Task directions — Among the lines below, copy exactly those from the one with "a config directory" through the one with "pub fn save_to(&self, path: &Path)", counting both ends.

Material for the task —

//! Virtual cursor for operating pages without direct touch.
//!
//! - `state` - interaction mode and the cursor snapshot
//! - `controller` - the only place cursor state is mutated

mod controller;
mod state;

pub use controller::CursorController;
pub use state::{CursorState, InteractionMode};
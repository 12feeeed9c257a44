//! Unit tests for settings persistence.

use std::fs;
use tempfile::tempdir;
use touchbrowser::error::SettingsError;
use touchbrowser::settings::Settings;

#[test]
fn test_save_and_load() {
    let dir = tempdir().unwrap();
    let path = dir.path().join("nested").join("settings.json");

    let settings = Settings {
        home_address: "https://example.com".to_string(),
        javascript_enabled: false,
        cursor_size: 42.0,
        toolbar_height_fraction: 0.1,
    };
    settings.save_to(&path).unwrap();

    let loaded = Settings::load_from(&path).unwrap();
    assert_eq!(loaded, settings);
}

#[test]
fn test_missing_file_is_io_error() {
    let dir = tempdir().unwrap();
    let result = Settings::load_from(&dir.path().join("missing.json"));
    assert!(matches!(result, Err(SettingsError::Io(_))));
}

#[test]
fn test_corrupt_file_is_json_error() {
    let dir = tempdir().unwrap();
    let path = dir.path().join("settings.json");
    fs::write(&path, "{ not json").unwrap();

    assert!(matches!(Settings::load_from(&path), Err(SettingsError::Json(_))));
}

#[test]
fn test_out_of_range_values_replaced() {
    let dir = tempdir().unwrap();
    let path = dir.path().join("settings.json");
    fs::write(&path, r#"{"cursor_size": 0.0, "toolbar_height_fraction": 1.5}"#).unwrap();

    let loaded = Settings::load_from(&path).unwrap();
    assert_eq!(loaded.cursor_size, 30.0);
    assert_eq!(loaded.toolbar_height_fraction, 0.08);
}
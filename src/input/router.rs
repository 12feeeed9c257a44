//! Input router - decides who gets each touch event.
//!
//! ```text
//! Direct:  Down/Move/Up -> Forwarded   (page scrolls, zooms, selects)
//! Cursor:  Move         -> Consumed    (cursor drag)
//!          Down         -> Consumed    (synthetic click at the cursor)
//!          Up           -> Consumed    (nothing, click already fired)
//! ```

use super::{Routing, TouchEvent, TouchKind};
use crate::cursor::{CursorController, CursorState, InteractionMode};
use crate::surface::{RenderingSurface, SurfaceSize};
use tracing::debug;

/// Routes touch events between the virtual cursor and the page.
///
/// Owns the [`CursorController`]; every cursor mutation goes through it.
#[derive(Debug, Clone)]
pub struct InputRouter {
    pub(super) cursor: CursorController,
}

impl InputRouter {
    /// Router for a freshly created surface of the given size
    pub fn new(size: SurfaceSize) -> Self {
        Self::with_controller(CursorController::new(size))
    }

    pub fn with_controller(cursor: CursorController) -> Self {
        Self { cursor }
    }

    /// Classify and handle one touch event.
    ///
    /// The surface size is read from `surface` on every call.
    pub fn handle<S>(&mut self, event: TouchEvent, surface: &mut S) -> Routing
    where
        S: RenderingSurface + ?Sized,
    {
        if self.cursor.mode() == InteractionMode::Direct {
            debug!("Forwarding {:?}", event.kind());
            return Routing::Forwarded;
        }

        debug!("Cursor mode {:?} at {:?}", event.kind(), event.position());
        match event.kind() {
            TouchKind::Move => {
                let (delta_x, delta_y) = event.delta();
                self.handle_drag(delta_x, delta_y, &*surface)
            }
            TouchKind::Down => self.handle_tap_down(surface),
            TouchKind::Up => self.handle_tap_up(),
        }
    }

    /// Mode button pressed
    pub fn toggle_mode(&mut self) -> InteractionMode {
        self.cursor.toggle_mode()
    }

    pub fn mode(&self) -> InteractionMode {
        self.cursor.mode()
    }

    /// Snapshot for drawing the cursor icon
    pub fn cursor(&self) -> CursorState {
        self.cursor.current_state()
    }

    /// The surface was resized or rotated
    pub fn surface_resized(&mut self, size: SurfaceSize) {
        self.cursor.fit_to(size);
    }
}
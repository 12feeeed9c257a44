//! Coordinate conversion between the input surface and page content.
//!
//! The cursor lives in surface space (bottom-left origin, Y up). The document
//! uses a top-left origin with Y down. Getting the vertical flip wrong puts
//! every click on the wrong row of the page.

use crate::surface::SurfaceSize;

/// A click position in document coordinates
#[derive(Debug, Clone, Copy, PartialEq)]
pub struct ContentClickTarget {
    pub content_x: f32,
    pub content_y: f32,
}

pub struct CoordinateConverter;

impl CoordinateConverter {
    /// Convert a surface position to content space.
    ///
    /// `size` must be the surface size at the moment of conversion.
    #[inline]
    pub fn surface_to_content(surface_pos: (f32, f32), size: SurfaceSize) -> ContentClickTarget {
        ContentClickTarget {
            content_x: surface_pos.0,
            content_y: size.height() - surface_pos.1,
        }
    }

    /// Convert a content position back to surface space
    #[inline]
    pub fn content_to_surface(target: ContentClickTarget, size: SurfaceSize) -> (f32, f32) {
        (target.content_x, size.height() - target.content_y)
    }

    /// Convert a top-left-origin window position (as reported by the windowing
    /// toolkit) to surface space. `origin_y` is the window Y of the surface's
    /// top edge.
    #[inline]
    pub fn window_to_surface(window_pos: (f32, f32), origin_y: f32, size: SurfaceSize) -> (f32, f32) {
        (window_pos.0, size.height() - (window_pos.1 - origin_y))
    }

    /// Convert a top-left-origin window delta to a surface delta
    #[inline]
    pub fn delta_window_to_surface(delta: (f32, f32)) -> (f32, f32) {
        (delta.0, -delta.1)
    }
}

---

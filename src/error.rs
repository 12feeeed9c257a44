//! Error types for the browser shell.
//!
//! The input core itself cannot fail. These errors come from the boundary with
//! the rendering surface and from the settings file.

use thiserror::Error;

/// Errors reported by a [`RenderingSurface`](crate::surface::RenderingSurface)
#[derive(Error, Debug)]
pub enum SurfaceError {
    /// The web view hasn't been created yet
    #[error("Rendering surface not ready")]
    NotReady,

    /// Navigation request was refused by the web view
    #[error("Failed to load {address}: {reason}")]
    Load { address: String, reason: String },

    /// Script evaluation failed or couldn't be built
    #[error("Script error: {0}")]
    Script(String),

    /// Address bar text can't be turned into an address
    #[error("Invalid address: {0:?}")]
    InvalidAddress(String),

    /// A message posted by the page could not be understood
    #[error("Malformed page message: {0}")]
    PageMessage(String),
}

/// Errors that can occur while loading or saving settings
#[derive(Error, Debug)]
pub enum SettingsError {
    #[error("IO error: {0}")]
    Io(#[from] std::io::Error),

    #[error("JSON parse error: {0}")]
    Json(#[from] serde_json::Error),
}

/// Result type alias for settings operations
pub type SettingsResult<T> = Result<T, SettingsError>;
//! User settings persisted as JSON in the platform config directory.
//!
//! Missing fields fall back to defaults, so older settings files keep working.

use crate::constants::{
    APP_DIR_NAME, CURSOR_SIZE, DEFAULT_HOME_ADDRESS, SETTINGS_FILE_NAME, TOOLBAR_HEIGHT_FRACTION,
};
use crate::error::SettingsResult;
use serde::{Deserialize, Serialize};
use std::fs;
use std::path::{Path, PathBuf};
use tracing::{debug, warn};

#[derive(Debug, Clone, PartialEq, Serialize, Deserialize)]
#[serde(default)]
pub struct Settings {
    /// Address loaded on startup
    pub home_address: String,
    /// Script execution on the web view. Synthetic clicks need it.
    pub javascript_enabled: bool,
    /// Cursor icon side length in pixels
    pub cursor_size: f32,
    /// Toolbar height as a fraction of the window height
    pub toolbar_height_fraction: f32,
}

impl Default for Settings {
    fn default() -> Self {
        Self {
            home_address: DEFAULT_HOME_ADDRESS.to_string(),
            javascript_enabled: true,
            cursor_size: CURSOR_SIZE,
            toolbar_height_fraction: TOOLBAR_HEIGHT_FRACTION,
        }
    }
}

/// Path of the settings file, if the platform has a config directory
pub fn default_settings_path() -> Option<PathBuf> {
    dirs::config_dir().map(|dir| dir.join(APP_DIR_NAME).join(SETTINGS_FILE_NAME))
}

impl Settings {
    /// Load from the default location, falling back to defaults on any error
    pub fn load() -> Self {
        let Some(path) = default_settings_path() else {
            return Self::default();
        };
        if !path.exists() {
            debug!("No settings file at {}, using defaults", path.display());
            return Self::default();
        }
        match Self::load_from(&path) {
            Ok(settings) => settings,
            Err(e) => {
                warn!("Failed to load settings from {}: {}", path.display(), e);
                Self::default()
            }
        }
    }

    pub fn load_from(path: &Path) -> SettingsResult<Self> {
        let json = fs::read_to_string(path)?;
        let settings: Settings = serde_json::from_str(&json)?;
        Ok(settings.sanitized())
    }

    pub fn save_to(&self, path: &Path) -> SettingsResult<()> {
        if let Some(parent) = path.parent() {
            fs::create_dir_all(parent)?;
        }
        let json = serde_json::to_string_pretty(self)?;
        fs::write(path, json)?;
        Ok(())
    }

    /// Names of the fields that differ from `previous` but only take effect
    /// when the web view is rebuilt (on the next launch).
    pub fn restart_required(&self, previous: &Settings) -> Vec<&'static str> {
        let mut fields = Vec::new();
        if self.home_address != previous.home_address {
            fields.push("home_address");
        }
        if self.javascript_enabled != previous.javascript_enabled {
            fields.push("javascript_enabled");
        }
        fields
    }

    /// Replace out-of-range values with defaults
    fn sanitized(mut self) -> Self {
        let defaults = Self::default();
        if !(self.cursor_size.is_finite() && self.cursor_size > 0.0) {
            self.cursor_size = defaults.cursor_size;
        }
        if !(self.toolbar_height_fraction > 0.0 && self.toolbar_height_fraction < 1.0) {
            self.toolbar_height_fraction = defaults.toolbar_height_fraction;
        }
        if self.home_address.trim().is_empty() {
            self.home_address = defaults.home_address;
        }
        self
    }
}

Result of this task —
/// Path of the settings file, if the platform has a config directory
pub fn default_settings_path() -> Option<PathBuf> {
    dirs::config_dir().map(|dir| dir.join(APP_DIR_NAME).join(SETTINGS_FILE_NAME))
}

impl Settings {
    /// Load from the default location, falling back to defaults on any error
    pub fn load() -> Self {
        let Some(path) = default_settings_path() else {
            return Self::default();
        };
        if !path.exists() {
            debug!("No settings file at {}, using defaults", path.display());
            return Self::default();
        }
        match Self::load_from(&path) {
            Ok(settings) => settings,
            Err(e) => {
                warn!("Failed to load settings from {}: {}", path.display(), e);
                Self::default()
            }
        }
    }

    pub fn load_from(path: &Path) -> SettingsResult<Self> {
        let json = fs::read_to_string(path)?;
        let settings: Settings = serde_json::from_str(&json)?;
        Ok(settings.sanitized())
    }

    pub fn save_to(&self, path: &Path) -> SettingsResult<()> {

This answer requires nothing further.